| Darüber hinaus durfte er kein Hektiker und
Wilderer sein. Diese positiven Eigenschaften und sein imposantes
Erscheinungsbild ließen den Collie schon um die Jahrhundertwende in die
Herrschaftshäuser Englands Einzug halten.
Er wurde zu einem der beliebtesten
Gesellschaftshunde der ganzen Welt. Ebenso wurde der wegen seiner
guten Eigenschaften verstärkt als Melde-, Sanitäts- und
Rettungshund eingesetzt.
Durch die Fernsehserie "Lassie"
entstand ein eigenes Bild des Collies, geprägt durch den Filmhund in
Aussehen und Verhalten. Somit ist es auch nicht verwunderlich, daß heute
Collies in Größe, Fellanlage und Ausdruck von diesem amerikanischen
Fernsehcollie abweichen und die im Film etwas überzogene Intelligenz wohl
nicht in vollem Maße erwartet werden sollte.
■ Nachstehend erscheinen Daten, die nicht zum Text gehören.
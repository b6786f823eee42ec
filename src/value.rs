//! Runtime values, callables and call arguments

use std::collections::BTreeMap;
use std::fmt;
use std::sync::Arc;

use serde::Serialize;

use crate::error::{Error, InvocationError};

/// Template context and map literal storage
pub type Map = BTreeMap<String, Value>;

/// Anything a template can call: atoms, wrapped atoms, globals
pub trait Callable: Send + Sync {
    fn call(&self, args: Arguments) -> Result<Value, Error>;
}

impl<F> Callable for F
where
    F: Fn(&Arguments) -> Result<Value, Error> + Send + Sync,
{
    fn call(&self, args: Arguments) -> Result<Value, Error> {
        self(&args)
    }
}

/// A value flowing through template evaluation
#[derive(Clone, Default)]
pub enum Value {
    /// Lookup of a name or attribute that does not exist; renders as nothing
    #[default]
    Undefined,
    None,
    Bool(bool),
    Int(i64),
    Float(f64),
    String(String),
    List(Vec<Value>),
    Map(Map),
    Callable(Arc<dyn Callable>),
}

impl Value {
    /// Build a value from anything serde can serialize
    pub fn from_serialize<T: Serialize + ?Sized>(value: &T) -> Result<Value, Error> {
        serde_json::to_value(value)
            .map(Value::from)
            .map_err(|e| InvocationError::Failed(e.to_string()).into())
    }

    pub fn callable<F>(f: F) -> Value
    where
        F: Fn(&Arguments) -> Result<Value, Error> + Send + Sync + 'static,
    {
        Value::Callable(Arc::new(f))
    }

    pub fn type_name(&self) -> &'static str {
        match self {
            Value::Undefined => "undefined",
            Value::None => "none",
            Value::Bool(_) => "bool",
            Value::Int(_) => "int",
            Value::Float(_) => "float",
            Value::String(_) => "string",
            Value::List(_) => "list",
            Value::Map(_) => "map",
            Value::Callable(_) => "callable",
        }
    }

    pub fn is_true(&self) -> bool {
        match self {
            Value::Undefined | Value::None => false,
            Value::Bool(b) => *b,
            Value::Int(n) => *n != 0,
            Value::Float(f) => *f != 0.0,
            Value::String(s) => !s.is_empty(),
            Value::List(items) => !items.is_empty(),
            Value::Map(map) => !map.is_empty(),
            Value::Callable(_) => true,
        }
    }

    pub fn as_str(&self) -> Option<&str> {
        match self {
            Value::String(s) => Some(s),
            _ => None,
        }
    }

    pub fn as_map(&self) -> Option<&Map> {
        match self {
            Value::Map(map) => Some(map),
            _ => None,
        }
    }

    /// Attribute access: map keys only
    pub fn get_attr(&self, name: &str) -> Value {
        match self {
            Value::Map(map) => map.get(name).cloned().unwrap_or_default(),
            _ => Value::Undefined,
        }
    }

    /// Subscript access: list index (negative counts from the end) or map key
    pub fn get_item(&self, key: &Value) -> Value {
        match (self, key) {
            (Value::List(items), Value::Int(index)) => {
                let len = items.len() as i64;
                let index = if *index < 0 { len + index } else { *index };
                if (0..len).contains(&index) {
                    items[index as usize].clone()
                } else {
                    Value::Undefined
                }
            }
            (Value::Map(map), Value::String(key)) => map.get(key).cloned().unwrap_or_default(),
            _ => Value::Undefined,
        }
    }

    /// Literal representation used inside containers (`'text'`, `[1, 2]`)
    fn write_repr(&self, f: &mut fmt::Formatter<'_>) -> fmt::Result {
        match self {
            Value::String(s) => write_quoted(f, s),
            Value::Undefined => f.write_str("None"),
            other => fmt::Display::fmt(other, f),
        }
    }
}

/// Single-quoted string literal with `\` and `'` escaped
fn write_quoted(f: &mut fmt::Formatter<'_>, s: &str) -> fmt::Result {
    write!(f, "'{}'", s.replace('\\', "\\\\").replace('\'', "\\'"))
}

impl fmt::Display for Value {
    fn fmt(&self, f: &mut fmt::Formatter<'_>) -> fmt::Result {
        match self {
            Value::Undefined => Ok(()),
            Value::None => f.write_str("None"),
            Value::Bool(true) => f.write_str("True"),
            Value::Bool(false) => f.write_str("False"),
            Value::Int(n) => write!(f, "{}", n),
            Value::Float(x) if x.is_finite() && x.fract() == 0.0 => write!(f, "{:.1}", x),
            Value::Float(x) => write!(f, "{}", x),
            Value::String(s) => f.write_str(s),
            Value::List(items) => {
                f.write_str("[")?;
                for (i, item) in items.iter().enumerate() {
                    if i > 0 {
                        f.write_str(", ")?;
                    }
                    item.write_repr(f)?;
                }
                f.write_str("]")
            }
            Value::Map(map) => {
                f.write_str("{")?;
                for (i, (key, value)) in map.iter().enumerate() {
                    if i > 0 {
                        f.write_str(", ")?;
                    }
                    write_quoted(f, key)?;
                    f.write_str(": ")?;
                    value.write_repr(f)?;
                }
                f.write_str("}")
            }
            Value::Callable(_) => f.write_str("<callable>"),
        }
    }
}

impl fmt::Debug for Value {
    fn fmt(&self, f: &mut fmt::Formatter<'_>) -> fmt::Result {
        match self {
            Value::Undefined => f.write_str("Undefined"),
            Value::None => f.write_str("None"),
            Value::Bool(b) => write!(f, "Bool({})", b),
            Value::Int(n) => write!(f, "Int({})", n),
            Value::Float(x) => write!(f, "Float({})", x),
            Value::String(s) => write!(f, "String({:?})", s),
            Value::List(items) => f.debug_tuple("List").field(items).finish(),
            Value::Map(map) => f.debug_tuple("Map").field(map).finish(),
            Value::Callable(c) => write!(f, "Callable({:p})", Arc::as_ptr(c)),
        }
    }
}

impl PartialEq for Value {
    fn eq(&self, other: &Self) -> bool {
        match (self, other) {
            (Value::Undefined, Value::Undefined) | (Value::None, Value::None) => true,
            (Value::Bool(a), Value::Bool(b)) => a == b,
            (Value::Int(a), Value::Int(b)) => a == b,
            (Value::Float(a), Value::Float(b)) => a == b,
            (Value::Int(a), Value::Float(b)) | (Value::Float(b), Value::Int(a)) => {
                (*a as f64) == *b
            }
            (Value::String(a), Value::String(b)) => a == b,
            (Value::List(a), Value::List(b)) => a == b,
            (Value::Map(a), Value::Map(b)) => a == b,
            (Value::Callable(a), Value::Callable(b)) => Arc::ptr_eq(a, b),
            _ => false,
        }
    }
}

impl From<serde_json::Value> for Value {
    fn from(value: serde_json::Value) -> Self {
        match value {
            serde_json::Value::Null => Value::None,
            serde_json::Value::Bool(b) => Value::Bool(b),
            serde_json::Value::Number(n) => match n.as_i64() {
                Some(i) => Value::Int(i),
                None => Value::Float(n.as_f64().unwrap_or(f64::NAN)),
            },
            serde_json::Value::String(s) => Value::String(s),
            serde_json::Value::Array(items) => {
                Value::List(items.into_iter().map(Value::from).collect())
            }
            serde_json::Value::Object(map) => {
                Value::Map(map.into_iter().map(|(k, v)| (k, Value::from(v))).collect())
            }
        }
    }
}

impl From<bool> for Value {
    fn from(b: bool) -> Self {
        Value::Bool(b)
    }
}

impl From<i64> for Value {
    fn from(n: i64) -> Self {
        Value::Int(n)
    }
}

impl From<i32> for Value {
    fn from(n: i32) -> Self {
        Value::Int(n.into())
    }
}

impl From<f64> for Value {
    fn from(x: f64) -> Self {
        Value::Float(x)
    }
}

impl From<&str> for Value {
    fn from(s: &str) -> Self {
        Value::String(s.to_string())
    }
}

impl From<String> for Value {
    fn from(s: String) -> Self {
        Value::String(s)
    }
}

impl From<Vec<Value>> for Value {
    fn from(items: Vec<Value>) -> Self {
        Value::List(items)
    }
}

impl From<Map> for Value {
    fn from(map: Map) -> Self {
        Value::Map(map)
    }
}

/// Arguments supplied at a call site, bound by the callee
///
/// Binding follows keyword-capable signatures: a parameter can be filled
/// positionally or by name, surplus positionals and keywords can be
/// collected explicitly.
#[derive(Debug, Clone, Default, PartialEq)]
pub struct Arguments {
    /// Name used in binding errors
    pub callee: String,
    pub positional: Vec<Value>,
    pub keyword: Map,
}

impl Arguments {
    pub fn new(callee: impl Into<String>) -> Self {
        Self {
            callee: callee.into(),
            ..Self::default()
        }
    }

    pub fn with_positional(mut self, value: impl Into<Value>) -> Self {
        self.positional.push(value.into());
        self
    }

    pub fn with_keyword(mut self, name: impl Into<String>, value: impl Into<Value>) -> Self {
        self.keyword.insert(name.into(), value.into());
        self
    }

    pub fn is_empty(&self) -> bool {
        self.positional.is_empty() && self.keyword.is_empty()
    }

    /// Parameter `name` at position `index`; missing is an error
    pub fn required(&self, index: usize, name: &str) -> Result<Value, InvocationError> {
        self.lookup(index, name)
            .ok_or_else(|| InvocationError::MissingArgument {
                function: self.callee.clone(),
                name: name.to_string(),
            })
    }

    /// Parameter `name` at position `index`, `None` when not supplied
    pub fn optional(&self, index: usize, name: &str) -> Value {
        self.lookup(index, name).unwrap_or(Value::None)
    }

    /// Positional arguments from `index` onwards
    pub fn rest(&self, index: usize) -> Vec<Value> {
        self.positional.iter().skip(index).cloned().collect()
    }

    /// Keyword arguments not named in `known`
    pub fn extra_keywords(&self, known: &[&str]) -> Map {
        self.keyword
            .iter()
            .filter(|(name, _)| !known.contains(&name.as_str()))
            .map(|(name, value)| (name.clone(), value.clone()))
            .collect()
    }

    /// Reject calls with more than `max` positional arguments
    pub fn at_most(&self, max: usize) -> Result<(), InvocationError> {
        if self.positional.len() > max {
            return Err(InvocationError::TooManyArguments {
                function: self.callee.clone(),
                max,
                given: self.positional.len(),
            });
        }
        Ok(())
    }

    /// Reject keywords outside `known`
    pub fn only_keywords(&self, known: &[&str]) -> Result<(), InvocationError> {
        match self.keyword.keys().find(|k| !known.contains(&k.as_str())) {
            Some(name) => Err(InvocationError::UnexpectedKeyword {
                function: self.callee.clone(),
                name: name.clone(),
            }),
            None => Ok(()),
        }
    }

    fn lookup(&self, index: usize, name: &str) -> Option<Value> {
        self.positional
            .get(index)
            .or_else(|| self.keyword.get(name))
            .cloned()
    }
}
//! Template loaders

use std::collections::HashMap;
use std::path::{Component, Path, PathBuf};

use crate::error::Error;

/// Source of template text by name
pub trait Loader: Send + Sync {
    /// Load the source for `name`, `Ok(None)` when this loader does not have it
    fn load(&self, name: &str) -> Result<Option<String>, Error>;
}

/// Loads templates from an ordered list of directories; the first hit wins
#[derive(Debug, Clone, Default)]
pub struct FileSystemLoader {
    search_path: Vec<PathBuf>,
}

impl FileSystemLoader {
    pub fn new<P: Into<PathBuf>>(search_path: impl IntoIterator<Item = P>) -> Self {
        Self {
            search_path: search_path.into_iter().map(Into::into).collect(),
        }
    }

    pub fn search_path(&self) -> &[PathBuf] {
        &self.search_path
    }

    /// Append a directory to the end of the search path
    pub fn with_path(mut self, path: impl Into<PathBuf>) -> Self {
        self.search_path.push(path.into());
        self
    }
}

/// Template names may not escape the search directories
fn is_safe_name(name: &str) -> bool {
    Path::new(name)
        .components()
        .all(|c| matches!(c, Component::Normal(_) | Component::CurDir))
}

impl Loader for FileSystemLoader {
    fn load(&self, name: &str) -> Result<Option<String>, Error> {
        if !is_safe_name(name) {
            return Ok(None);
        }
        for dir in &self.search_path {
            let path = dir.join(name);
            if path.is_file() {
                let source = std::fs::read_to_string(&path)
                    .map_err(|source| Error::Io { path, source })?;
                return Ok(Some(source));
            }
        }
        Ok(None)
    }
}

/// In-memory templates keyed by name
#[derive(Debug, Clone, Default)]
pub struct MemoryLoader {
    templates: HashMap<String, String>,
}

impl MemoryLoader {
    pub fn new() -> Self {
        Self::default()
    }

    pub fn with_template(mut self, name: impl Into<String>, source: impl Into<String>) -> Self {
        self.insert(name, source);
        self
    }

    pub fn insert(&mut self, name: impl Into<String>, source: impl Into<String>) {
        self.templates.insert(name.into(), source.into());
    }
}

impl Loader for MemoryLoader {
    fn load(&self, name: &str) -> Result<Option<String>, Error> {
        Ok(self.templates.get(name).cloned())
    }
}

#[cfg(test)]
mod tests {
    use super::*;

    fn fixtures() -> PathBuf {
        Path::new(env!("CARGO_MANIFEST_DIR")).join("tests/fixtures/jinja_atoms/test_atoms")
    }

    #[test]
    fn test_memory_loader() {
        let loader = MemoryLoader::new().with_template("a.html", "A");
        assert_eq!(loader.load("a.html").unwrap().as_deref(), Some("A"));
        assert!(loader.load("b.html").unwrap().is_none());
    }

    #[test]
    fn test_filesystem_search_order() {
        let dir = fixtures();
        let loader = FileSystemLoader::new([dir.join("html"), dir.join("templates")]);
        let source = loader.load("shadowed.html").unwrap().expect("Should load");
        assert!(source.contains("from html"));
        assert!(loader.load("only_in_templates.html").unwrap().is_some());
        assert!(loader.load("missing.html").unwrap().is_none());
    }

    #[test]
    fn test_with_path_appends_fallback() {
        let dir = fixtures();
        let loader = FileSystemLoader::new([dir.join("html")]);
        assert!(loader.load("only_in_templates.html").unwrap().is_none());

        let loader = loader.with_path(dir.join("templates"));
        assert_eq!(loader.search_path(), &[dir.join("html"), dir.join("templates")]);
        let source = loader.load("shadowed.html").unwrap().expect("Should load");
        assert!(source.contains("from html"));
        assert!(loader.load("only_in_templates.html").unwrap().is_some());
    }

    #[test]
    fn test_filesystem_rejects_parent_dirs() {
        let loader = FileSystemLoader::new([fixtures().join("html")]);
        assert!(loader.load("../custom_html/simple_block.html").unwrap().is_none());
        assert!(!is_safe_name("/etc/passwd"));
    }
}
Entgegen vieler Erwartungen ist der Collie
kein pflegeintensiver Hund. Es reicht, wenn man ihn alle 14
Tage kräftig durchbürstet und darauf achtet, daß er nicht
verfilzt, wozu er manchmal hinter den Ohren und an den Läufen
neigt. Die Freude am Bürsten und der anschließend duftigen Haarpracht
verleiten die Besitzer eher dazu, den Hund zu oft zu bürsten.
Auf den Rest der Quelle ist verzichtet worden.